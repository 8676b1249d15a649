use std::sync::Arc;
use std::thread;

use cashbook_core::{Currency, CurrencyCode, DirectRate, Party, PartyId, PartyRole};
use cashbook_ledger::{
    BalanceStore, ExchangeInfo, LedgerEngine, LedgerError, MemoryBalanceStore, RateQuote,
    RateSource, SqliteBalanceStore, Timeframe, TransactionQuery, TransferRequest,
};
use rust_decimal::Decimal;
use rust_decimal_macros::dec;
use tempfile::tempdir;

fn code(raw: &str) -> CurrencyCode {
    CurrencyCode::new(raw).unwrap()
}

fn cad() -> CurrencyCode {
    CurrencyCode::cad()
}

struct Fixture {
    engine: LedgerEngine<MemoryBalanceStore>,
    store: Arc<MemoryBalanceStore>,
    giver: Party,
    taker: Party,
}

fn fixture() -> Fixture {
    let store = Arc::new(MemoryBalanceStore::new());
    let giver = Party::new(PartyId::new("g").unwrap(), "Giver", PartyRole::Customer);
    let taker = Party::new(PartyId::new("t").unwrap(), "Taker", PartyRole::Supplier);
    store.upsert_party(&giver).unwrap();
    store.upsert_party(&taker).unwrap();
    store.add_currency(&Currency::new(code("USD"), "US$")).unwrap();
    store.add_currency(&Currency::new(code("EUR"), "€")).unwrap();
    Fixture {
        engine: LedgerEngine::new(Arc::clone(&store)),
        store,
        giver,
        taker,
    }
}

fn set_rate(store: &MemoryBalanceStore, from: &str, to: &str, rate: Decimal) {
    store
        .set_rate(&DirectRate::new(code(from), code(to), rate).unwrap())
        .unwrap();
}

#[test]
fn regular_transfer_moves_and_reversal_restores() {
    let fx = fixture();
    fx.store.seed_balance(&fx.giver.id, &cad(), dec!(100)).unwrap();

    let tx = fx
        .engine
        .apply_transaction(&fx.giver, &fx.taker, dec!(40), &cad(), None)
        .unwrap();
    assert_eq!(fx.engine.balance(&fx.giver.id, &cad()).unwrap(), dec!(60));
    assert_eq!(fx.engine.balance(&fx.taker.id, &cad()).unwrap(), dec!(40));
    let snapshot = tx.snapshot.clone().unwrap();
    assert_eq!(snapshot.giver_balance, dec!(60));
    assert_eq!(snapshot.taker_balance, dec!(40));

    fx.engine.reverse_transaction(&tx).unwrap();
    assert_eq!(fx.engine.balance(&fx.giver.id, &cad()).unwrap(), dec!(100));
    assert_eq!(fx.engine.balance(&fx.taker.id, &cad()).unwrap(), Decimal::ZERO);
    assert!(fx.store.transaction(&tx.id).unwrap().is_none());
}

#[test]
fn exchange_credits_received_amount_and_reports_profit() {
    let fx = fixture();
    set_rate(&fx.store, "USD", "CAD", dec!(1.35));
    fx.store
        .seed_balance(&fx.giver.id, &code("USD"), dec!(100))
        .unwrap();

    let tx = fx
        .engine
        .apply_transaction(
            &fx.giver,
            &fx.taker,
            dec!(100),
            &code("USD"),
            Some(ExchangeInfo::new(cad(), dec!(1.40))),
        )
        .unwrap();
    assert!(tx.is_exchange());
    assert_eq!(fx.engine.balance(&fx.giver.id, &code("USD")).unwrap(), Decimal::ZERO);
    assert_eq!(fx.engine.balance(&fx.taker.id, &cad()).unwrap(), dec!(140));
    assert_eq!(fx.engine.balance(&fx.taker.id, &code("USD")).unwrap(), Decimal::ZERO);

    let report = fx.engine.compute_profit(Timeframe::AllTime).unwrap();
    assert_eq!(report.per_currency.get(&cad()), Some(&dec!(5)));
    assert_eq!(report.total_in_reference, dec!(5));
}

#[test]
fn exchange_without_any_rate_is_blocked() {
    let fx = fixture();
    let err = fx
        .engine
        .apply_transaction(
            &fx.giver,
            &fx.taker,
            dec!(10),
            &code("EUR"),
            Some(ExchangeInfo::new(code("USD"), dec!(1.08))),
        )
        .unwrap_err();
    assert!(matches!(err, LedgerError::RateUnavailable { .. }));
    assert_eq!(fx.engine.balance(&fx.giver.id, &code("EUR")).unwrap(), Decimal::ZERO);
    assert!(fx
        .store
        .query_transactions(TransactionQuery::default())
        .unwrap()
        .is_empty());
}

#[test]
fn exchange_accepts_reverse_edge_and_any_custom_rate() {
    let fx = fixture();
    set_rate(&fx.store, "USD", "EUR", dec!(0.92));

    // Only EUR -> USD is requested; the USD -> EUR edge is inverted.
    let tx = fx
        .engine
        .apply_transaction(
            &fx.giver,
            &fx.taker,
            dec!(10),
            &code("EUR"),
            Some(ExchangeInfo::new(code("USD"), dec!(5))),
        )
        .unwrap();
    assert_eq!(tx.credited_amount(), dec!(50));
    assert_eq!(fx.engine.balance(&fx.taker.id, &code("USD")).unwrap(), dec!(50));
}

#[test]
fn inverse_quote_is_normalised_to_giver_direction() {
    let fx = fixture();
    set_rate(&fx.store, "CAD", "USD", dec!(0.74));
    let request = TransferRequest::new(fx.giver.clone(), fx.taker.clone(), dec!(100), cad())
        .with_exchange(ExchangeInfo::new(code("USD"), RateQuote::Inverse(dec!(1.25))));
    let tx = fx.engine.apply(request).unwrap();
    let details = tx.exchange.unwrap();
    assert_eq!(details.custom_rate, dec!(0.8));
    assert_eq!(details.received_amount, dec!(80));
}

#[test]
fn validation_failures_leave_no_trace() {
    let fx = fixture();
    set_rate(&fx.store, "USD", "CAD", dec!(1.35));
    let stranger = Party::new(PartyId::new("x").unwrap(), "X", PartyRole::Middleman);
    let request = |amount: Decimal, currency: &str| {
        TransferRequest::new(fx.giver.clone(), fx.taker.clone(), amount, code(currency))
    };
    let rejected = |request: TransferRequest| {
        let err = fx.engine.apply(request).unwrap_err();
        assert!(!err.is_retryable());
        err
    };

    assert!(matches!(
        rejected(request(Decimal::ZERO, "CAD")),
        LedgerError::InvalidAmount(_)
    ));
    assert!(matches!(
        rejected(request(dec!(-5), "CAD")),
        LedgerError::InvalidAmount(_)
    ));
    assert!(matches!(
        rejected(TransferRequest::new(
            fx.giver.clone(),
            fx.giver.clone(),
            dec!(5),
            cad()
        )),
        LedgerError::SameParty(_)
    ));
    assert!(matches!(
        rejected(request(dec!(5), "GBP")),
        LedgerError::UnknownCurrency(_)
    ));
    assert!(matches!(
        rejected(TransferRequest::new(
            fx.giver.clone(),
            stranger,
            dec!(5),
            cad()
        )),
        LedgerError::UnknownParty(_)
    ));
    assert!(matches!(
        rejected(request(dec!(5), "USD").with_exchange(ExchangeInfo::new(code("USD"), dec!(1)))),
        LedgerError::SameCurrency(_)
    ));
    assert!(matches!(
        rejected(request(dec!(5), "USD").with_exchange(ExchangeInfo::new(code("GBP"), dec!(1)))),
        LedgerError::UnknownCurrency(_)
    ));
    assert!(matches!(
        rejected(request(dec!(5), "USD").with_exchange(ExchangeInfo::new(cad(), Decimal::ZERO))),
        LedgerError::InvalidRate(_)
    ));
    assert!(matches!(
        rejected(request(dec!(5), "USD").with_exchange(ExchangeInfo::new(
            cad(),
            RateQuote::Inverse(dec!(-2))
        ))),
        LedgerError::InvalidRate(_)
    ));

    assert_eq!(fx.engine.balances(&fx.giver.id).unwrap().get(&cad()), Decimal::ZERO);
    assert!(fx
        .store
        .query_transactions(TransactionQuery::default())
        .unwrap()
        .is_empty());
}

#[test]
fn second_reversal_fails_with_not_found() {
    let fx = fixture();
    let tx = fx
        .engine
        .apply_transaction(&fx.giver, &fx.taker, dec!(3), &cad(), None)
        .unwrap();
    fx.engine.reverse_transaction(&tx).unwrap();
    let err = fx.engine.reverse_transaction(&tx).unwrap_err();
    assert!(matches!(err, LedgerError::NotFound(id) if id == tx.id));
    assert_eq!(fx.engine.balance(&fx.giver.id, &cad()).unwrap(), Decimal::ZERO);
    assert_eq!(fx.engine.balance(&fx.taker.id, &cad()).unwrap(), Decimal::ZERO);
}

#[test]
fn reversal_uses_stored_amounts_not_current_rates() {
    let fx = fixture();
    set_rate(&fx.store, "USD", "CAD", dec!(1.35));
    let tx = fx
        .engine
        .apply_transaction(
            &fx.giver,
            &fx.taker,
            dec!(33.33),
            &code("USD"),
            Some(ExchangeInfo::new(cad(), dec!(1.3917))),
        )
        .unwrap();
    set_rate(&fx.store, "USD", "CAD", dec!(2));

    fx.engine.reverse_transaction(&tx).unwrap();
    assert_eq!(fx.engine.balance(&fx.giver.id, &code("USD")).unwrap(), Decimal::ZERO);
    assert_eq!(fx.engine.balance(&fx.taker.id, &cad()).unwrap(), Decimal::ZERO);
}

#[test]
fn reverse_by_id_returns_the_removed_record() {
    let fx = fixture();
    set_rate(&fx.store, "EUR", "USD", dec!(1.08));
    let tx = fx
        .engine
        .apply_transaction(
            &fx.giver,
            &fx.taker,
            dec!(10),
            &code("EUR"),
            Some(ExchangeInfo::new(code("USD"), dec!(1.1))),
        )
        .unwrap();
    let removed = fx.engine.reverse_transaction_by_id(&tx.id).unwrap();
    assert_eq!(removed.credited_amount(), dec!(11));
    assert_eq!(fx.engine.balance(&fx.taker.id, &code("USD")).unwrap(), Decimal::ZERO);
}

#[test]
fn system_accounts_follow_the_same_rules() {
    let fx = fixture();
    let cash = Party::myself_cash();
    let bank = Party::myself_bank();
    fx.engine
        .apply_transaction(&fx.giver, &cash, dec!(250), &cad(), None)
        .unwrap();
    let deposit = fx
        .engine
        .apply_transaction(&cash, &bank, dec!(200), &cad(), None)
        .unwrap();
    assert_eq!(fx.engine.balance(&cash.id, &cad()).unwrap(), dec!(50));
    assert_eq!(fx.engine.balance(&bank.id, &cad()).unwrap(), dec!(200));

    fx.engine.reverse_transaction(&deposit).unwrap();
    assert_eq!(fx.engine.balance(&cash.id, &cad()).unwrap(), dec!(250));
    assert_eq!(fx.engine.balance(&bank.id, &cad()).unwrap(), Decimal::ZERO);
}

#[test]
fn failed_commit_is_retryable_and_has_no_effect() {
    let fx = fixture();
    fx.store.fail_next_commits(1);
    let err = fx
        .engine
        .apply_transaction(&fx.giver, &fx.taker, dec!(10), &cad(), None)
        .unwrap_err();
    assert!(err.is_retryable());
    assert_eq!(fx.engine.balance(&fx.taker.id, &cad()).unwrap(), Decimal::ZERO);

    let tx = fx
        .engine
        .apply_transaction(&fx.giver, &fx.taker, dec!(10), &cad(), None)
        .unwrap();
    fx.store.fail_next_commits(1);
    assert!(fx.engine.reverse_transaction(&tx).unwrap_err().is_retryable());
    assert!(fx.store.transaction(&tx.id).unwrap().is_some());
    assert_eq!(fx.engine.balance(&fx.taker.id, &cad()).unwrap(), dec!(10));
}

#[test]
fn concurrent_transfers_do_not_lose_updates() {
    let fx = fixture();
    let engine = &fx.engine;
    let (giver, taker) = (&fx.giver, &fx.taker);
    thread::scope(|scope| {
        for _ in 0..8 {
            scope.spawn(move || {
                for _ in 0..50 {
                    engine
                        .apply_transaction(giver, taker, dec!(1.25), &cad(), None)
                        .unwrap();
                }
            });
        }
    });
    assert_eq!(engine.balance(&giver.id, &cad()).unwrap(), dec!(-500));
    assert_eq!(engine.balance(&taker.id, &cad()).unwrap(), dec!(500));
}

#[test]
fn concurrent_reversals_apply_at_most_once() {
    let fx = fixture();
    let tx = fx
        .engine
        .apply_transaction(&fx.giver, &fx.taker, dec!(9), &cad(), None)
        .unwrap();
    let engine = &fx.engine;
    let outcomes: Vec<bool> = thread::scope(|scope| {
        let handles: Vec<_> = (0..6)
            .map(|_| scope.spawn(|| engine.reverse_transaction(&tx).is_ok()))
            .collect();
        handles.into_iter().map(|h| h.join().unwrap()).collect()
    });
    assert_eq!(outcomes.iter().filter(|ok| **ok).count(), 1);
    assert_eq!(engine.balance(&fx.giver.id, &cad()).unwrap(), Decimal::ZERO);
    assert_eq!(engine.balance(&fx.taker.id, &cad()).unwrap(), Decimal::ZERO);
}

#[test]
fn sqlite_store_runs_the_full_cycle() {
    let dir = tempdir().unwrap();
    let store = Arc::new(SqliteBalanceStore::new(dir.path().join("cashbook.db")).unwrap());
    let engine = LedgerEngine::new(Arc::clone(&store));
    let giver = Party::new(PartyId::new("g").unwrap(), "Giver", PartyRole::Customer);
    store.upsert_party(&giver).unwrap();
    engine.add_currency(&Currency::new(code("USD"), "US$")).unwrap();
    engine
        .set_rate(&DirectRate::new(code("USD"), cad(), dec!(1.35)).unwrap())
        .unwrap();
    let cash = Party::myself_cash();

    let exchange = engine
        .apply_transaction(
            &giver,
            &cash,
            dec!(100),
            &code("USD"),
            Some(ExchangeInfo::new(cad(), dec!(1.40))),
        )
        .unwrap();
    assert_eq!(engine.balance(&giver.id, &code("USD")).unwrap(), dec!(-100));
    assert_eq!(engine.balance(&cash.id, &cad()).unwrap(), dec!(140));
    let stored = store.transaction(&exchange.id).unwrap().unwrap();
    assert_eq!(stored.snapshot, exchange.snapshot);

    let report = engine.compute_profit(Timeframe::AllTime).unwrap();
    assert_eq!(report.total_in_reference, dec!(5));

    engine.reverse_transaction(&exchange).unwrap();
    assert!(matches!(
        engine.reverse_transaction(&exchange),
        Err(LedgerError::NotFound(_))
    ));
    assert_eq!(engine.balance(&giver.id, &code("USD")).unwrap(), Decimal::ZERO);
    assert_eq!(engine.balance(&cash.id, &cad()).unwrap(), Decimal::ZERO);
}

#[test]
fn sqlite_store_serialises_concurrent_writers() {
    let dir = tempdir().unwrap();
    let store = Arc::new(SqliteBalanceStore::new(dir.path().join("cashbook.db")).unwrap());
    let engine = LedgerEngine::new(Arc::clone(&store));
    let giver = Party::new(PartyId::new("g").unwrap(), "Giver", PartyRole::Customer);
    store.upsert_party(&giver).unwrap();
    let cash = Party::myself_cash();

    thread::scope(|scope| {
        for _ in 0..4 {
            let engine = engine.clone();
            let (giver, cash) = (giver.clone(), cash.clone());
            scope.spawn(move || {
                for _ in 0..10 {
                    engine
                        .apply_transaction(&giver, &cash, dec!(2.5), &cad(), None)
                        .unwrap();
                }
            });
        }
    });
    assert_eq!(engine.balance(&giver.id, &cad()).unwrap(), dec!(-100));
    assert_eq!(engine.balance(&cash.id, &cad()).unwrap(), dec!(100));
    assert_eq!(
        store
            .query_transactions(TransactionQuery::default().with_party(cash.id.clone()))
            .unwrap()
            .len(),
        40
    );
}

--- Problem statement ---
Which lines of the listing include the string "LedgerEngine"? Pull them out.

--- Reply ---
    BalanceStore, ExchangeInfo, LedgerEngine, LedgerError, MemoryBalanceStore, RateQuote,
    engine: LedgerEngine<MemoryBalanceStore>,
        engine: LedgerEngine::new(Arc::clone(&store)),
    let engine = LedgerEngine::new(Arc::clone(&store));
    let engine = LedgerEngine::new(Arc::clone(&store));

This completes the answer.